Parent se apeó, y, pesado por el cansancio, se fue, con las manos tras la espalda, hacia la Terrasse. Luego, tras llegar a la barandilla de hierro, se detuvo para contemplar el horizonte. La llanura inmensa se extendía enfrente de él, vasta como el mar, toda verde y poblada de grandes pueblos, populosos como ciudades. Blancas carreteras atravesaban aquel vasto territorio, salpicado a trechos de bosquecillos, los embalses del Vésinet brillaban como láminas de plata, y los lejanos collados de Sannois y de Argenteuil se dibujaban bajo una bruma ligera y azulina que apenas dejaba adivinarlos. El sol bañaba con sus raudales de cálida luz el gran paisaje ligeramente velado por los vapores matutinos, por la exudación de la tierra recalentada que se alzaba en una fina niebla, y por las húmedas emanaciones del Sena, que se desanudaba como una serpiente sin fin a través de las planicies, contorneaba los pueblos y bordeaba las colinas.

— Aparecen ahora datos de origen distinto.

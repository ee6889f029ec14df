use std::error::Error;
use std::io::{self, BufRead, Write};

use awaken_todo::{
    Category, CategoryFilter, Priority, StatusFilter, StoreConfig, StoreError, Todo, TodoDraft,
    TodoQuery, TodoStore, TodoStoreBuilder,
};
use chrono::NaiveDate;

pub fn menu(query: &TodoQuery) {
    println!();
    println!(
        "[search: '{}' | status: {} | category: {}]",
        query.search, query.status, query.category
    );
    println!("1. List todos");
    println!("2. Add todo");
    println!("3. Edit todo");
    println!("4. Toggle completed");
    println!("5. Delete todo");
    println!("6. Set search text");
    println!("7. Set status filter (all, pending, completed, today, overdue)");
    println!("8. Set category filter (All, {})", category_names());
    println!("9. Show counters");
    println!("0. Exit");
}

fn category_names() -> String {
    Category::ALL.map(|c| c.as_str()).join(", ")
}

/// Print `label` and read one trimmed line. `None` on end of input.
fn prompt(input: &mut impl BufRead, label: &str) -> io::Result<Option<String>> {
    print!("{label}");
    io::stdout().flush()?;
    let mut line = String::new();
    if input.read_line(&mut line)? == 0 {
        return Ok(None);
    }
    Ok(Some(line.trim().to_string()))
}

fn print_todo(todo: &Todo, today: NaiveDate) {
    let mark = if todo.completed { "x" } else { " " };
    let due = match todo.due_date {
        Some(date) if todo.is_overdue(today) => format!(" due {date} (overdue)"),
        Some(date) if todo.is_due_today(today) => format!(" due {date} (today)"),
        Some(date) => format!(" due {date}"),
        None => String::new(),
    };
    println!(
        "[{mark}] {} ({}, {}){due}  id={}",
        todo.title, todo.priority, todo.category, todo.id
    );
    if let Some(description) = &todo.description {
        println!("      {description}");
    }
}

/// Ask for the editable fields. Blank answers keep the values of `base`.
fn read_draft(input: &mut impl BufRead, base: TodoDraft) -> io::Result<Option<TodoDraft>> {
    let Some(title) = prompt(input, "Title: ")? else {
        return Ok(None);
    };
    let mut draft = base;
    if !title.is_empty() {
        draft.title = title;
    }

    if let Some(description) = prompt(input, "Description (blank to keep, '-' to clear): ")? {
        match description.as_str() {
            "" => {}
            "-" => draft.description = None,
            _ => draft.description = Some(description),
        }
    }

    if let Some(priority) = prompt(input, "Priority (low, medium, high): ")? {
        if !priority.is_empty() {
            match priority.parse::<Priority>() {
                Ok(p) => draft.priority = p,
                Err(e) => println!("{e}, keeping {}", draft.priority),
            }
        }
    }

    if let Some(category) = prompt(input, &format!("Category ({}): ", category_names()))? {
        if !category.is_empty() {
            match category.parse::<Category>() {
                Ok(c) => draft.category = c,
                Err(e) => println!("{e}, keeping {}", draft.category),
            }
        }
    }

    if let Some(due) = prompt(input, "Due date YYYY-MM-DD (blank to keep, '-' to clear): ")? {
        match due.as_str() {
            "" => {}
            "-" => draft.due_date = None,
            _ => match NaiveDate::parse_from_str(&due, "%Y-%m-%d") {
                Ok(date) => draft.due_date = Some(date),
                Err(e) => println!("Invalid date '{due}': {e}"),
            },
        }
    }

    Ok(Some(draft))
}

fn not_saved(error: &StoreError) {
    log::error!("Change not saved: {}", error);
    println!("Not saved: {error}");
}

fn draft_from(todo: &Todo) -> TodoDraft {
    TodoDraft {
        title: todo.title.clone(),
        description: todo.description.clone(),
        priority: todo.priority,
        category: todo.category,
        due_date: todo.due_date,
    }
}

async fn run(store: &mut TodoStore, input: &mut impl BufRead) -> Result<(), Box<dyn Error>> {
    let mut query = TodoQuery::default();

    loop {
        menu(&query);
        let Some(choice) = prompt(input, "> ")? else {
            break;
        };

        match choice.as_str() {
            "1" => {
                let today = store.today();
                let visible = store.visible(&query);
                if visible.is_empty() {
                    println!("Nothing to show.");
                }
                for todo in visible {
                    print_todo(todo, today);
                }
            }
            "2" => {
                let Some(draft) = read_draft(input, TodoDraft::default())? else {
                    break;
                };
                match store.add(draft).await {
                    Ok(Some(todo)) => println!("Added {}", todo.id),
                    Ok(None) => println!("A title is required."),
                    Err(e) => not_saved(&e),
                }
            }
            "3" => {
                let Some(id) = prompt(input, "Todo id: ")? else { break };
                let Some(existing) = store.get(&id).map(draft_from) else {
                    println!("No todo with id '{id}'.");
                    continue;
                };
                let Some(draft) = read_draft(input, existing)? else {
                    break;
                };
                match store.edit(&id, draft).await {
                    Ok(Some(todo)) => println!("Updated {}", todo.id),
                    Ok(None) => println!("A title is required."),
                    Err(e) => not_saved(&e),
                }
            }
            "4" => {
                let Some(id) = prompt(input, "Todo id: ")? else { break };
                match store.toggle_completed(&id).await {
                    Ok(Some(todo)) if todo.completed => println!("Completed '{}'", todo.title),
                    Ok(Some(todo)) => println!("Reopened '{}'", todo.title),
                    Ok(None) => println!("No todo with id '{id}'."),
                    Err(e) => not_saved(&e),
                }
            }
            "5" => {
                let Some(id) = prompt(input, "Todo id: ")? else { break };
                match store.delete(&id).await {
                    Ok(true) => println!("Deleted {id}"),
                    Ok(false) => println!("No todo with id '{id}'."),
                    Err(e) => not_saved(&e),
                }
            }
            "6" => {
                let Some(search) = prompt(input, "Search: ")? else { break };
                query.search = search;
            }
            "7" => {
                let Some(status) = prompt(input, "Status: ")? else { break };
                match status.parse::<StatusFilter>() {
                    Ok(status) => query.status = status,
                    Err(e) => println!("{e}"),
                }
            }
            "8" => {
                let Some(category) = prompt(input, "Category: ")? else { break };
                match category.parse::<CategoryFilter>() {
                    Ok(category) => query.category = category,
                    Err(e) => println!("{e}"),
                }
            }
            "9" => {
                let counts = store.counts();
                println!(
                    "pending: {}  due today: {}  overdue: {}  completed: {}",
                    counts.pending, counts.due_today, counts.overdue, counts.completed
                );
            }
            "0" => break,
            _ => println!("Invalid choice"),
        }
    }

    Ok(())
}

#[tokio::main]
pub async fn main() -> Result<(), Box<dyn Error>> {
    dotenvy::dotenv().ok();
    env_logger::init();

    let config = StoreConfig::from_env()?;
    log::info!("Opening todo store at {}", config.database_url);

    let mut store = TodoStoreBuilder::from_config(config).build().await?;
    run(&mut store, &mut io::stdin().lock()).await
}

#[cfg(test)]
mod tests {
    use super::*;
    use std::io::Cursor;
    use std::sync::Arc;
    use std::sync::atomic::{AtomicBool, Ordering};

    use async_trait::async_trait;
    use awaken_todo::{KeyValueStore, MemoryKvStore};

    /// Memory storage that refuses writes while `read_only` is set.
    #[derive(Default)]
    struct ReadOnlyKv {
        inner: MemoryKvStore,
        read_only: AtomicBool,
    }

    #[async_trait]
    impl KeyValueStore for ReadOnlyKv {
        async fn get(&self, key: &str) -> Result<Option<String>, StoreError> {
            self.inner.get(key).await
        }

        async fn set(&self, key: &str, value: &str) -> Result<(), StoreError> {
            if self.read_only.load(Ordering::SeqCst) {
                return Err(StoreError::Unavailable("disk full".into()));
            }
            self.inner.set(key, value).await
        }

        async fn remove(&self, key: &str) -> Result<(), StoreError> {
            self.inner.remove(key).await
        }
    }

    #[tokio::test]
    async fn test_storage_failures_keep_the_session_alive() {
        let kv = Arc::new(ReadOnlyKv::default());
        let mut store = TodoStoreBuilder::new("unused")
            .with_storage(kv.clone())
            .build()
            .await
            .expect("Failed to open store");
        let before = store.todos().to_vec();
        kv.read_only.store(true, Ordering::SeqCst);

        // add, toggle, edit and delete all fail to save; the loop must reach "9" and "0"
        let script = "2\nWater plants\n\n\n\n\n\
                      4\nseed-1\n\
                      3\nseed-2\nCall mum\n\n\n\n\n\
                      5\nseed-3\n\
                      9\n0\n";
        let mut input = Cursor::new(script.as_bytes());

        let result = run(&mut store, &mut input).await;
        assert!(result.is_ok(), "session ended with {:?}", result.err());
        assert_eq!(store.todos(), before.as_slice());
        assert_eq!(input.position() as usize, script.len());
    }
}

Una brisa húmeda, olorosa a vegetación y a savia, acariciaba la piel, penetraba en el fondo del pecho, parecía rejuvenecer el corazón, aligerar el espíritu, vivificar la sangre.

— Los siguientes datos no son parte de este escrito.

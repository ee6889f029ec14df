use sea_orm::DbErr;
use thiserror::Error;

/// Errors surfaced by the storage layer and the todo store.
///
/// Validation problems (blank titles, unknown ids) are not errors: the
/// mutations treat them as no-ops.
#[derive(Debug, Error)]
pub enum StoreError {
    #[error("storage error: {0}")]
    Db(#[from] DbErr),

    #[error("serialization error: {0}")]
    Serialization(#[from] serde_json::Error),

    #[error("invalid configuration: {0}")]
    Config(String),

    #[error("storage unavailable: {0}")]
    Unavailable(String),
}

Sorprendido, Parent la respiraba a pleno pulmón, con los ojos deslumbrados por la vastedad del paisaje; y murmuró:
—Vaya, se está bien aquí.
Luego dio unos pasos más y se detuvo otra vez a mirar. Creía descubrir cosas desconocidas y nuevas, no las cosas que veía su mirada, sino cosas que presentía su alma, acontecimientos ignorados, felicidades entrevistas, alegrías inexploradas, todo un horizonte de vida que nunca había sospechado y que se presentaba de repente ante él, enfrente de ese panorama de campiña ilimitada.
Toda la espantosa tristeza de su existencia se le reveló iluminada por la intensa claridad que inundaba la tierra. Vio sus veinticinco años de café, lúgubres, monótonos, lamentables. Habría podido viajar como otros, ir allá lejos, allá lejos, a pueblos extranjeros, a tierras poco conocidas, allende los mares, interesarse por todo cuanto apasiona a los demás hombres, como las artes, las ciencias, amar la vida bajo sus mil formas, la vida misteriosa, encantadora o hiriente, siempre cambiante, siempre inexplicable y curiosa.
Ahora era demasiado tarde. Iría de caña en caña hasta su muerte, sin familia, sin amigos, sin esperanzas, sin curiosidad por nada. ¡Le invadió un desconsuelo infinito, y unas grandes ganas de largarse, de ocultarse, de regresar a París, a su cervecería y a su aturdimiento! Todos los pensamientos, sueños y deseos dormidos en la indolencia de los corazones estancados se habían despertado, reavivados por aquel rayo de sol sobre los llanos.
Sintió que si permanecía solo por más tiempo en aquel lugar, iba a perder la cabeza, y se dirigió enseguida hacia el Pabellón Henri IV para comer, aturdirse con vino y licores y hablar al menos con alguien.
Ocupó una mesita en los sotillos desde donde se domina toda la campiña, escogió su menú y rogó que le sirvieran enseguida.
Otros paseantes llegaban, se sentaban a las mesas vecinas. Se sentía mejor; no estaba ya solo.
En un cenador, estaban comiendo tres personas. Las había mirado varias veces sin fijarse en ellas, como se mira a los indiferentes.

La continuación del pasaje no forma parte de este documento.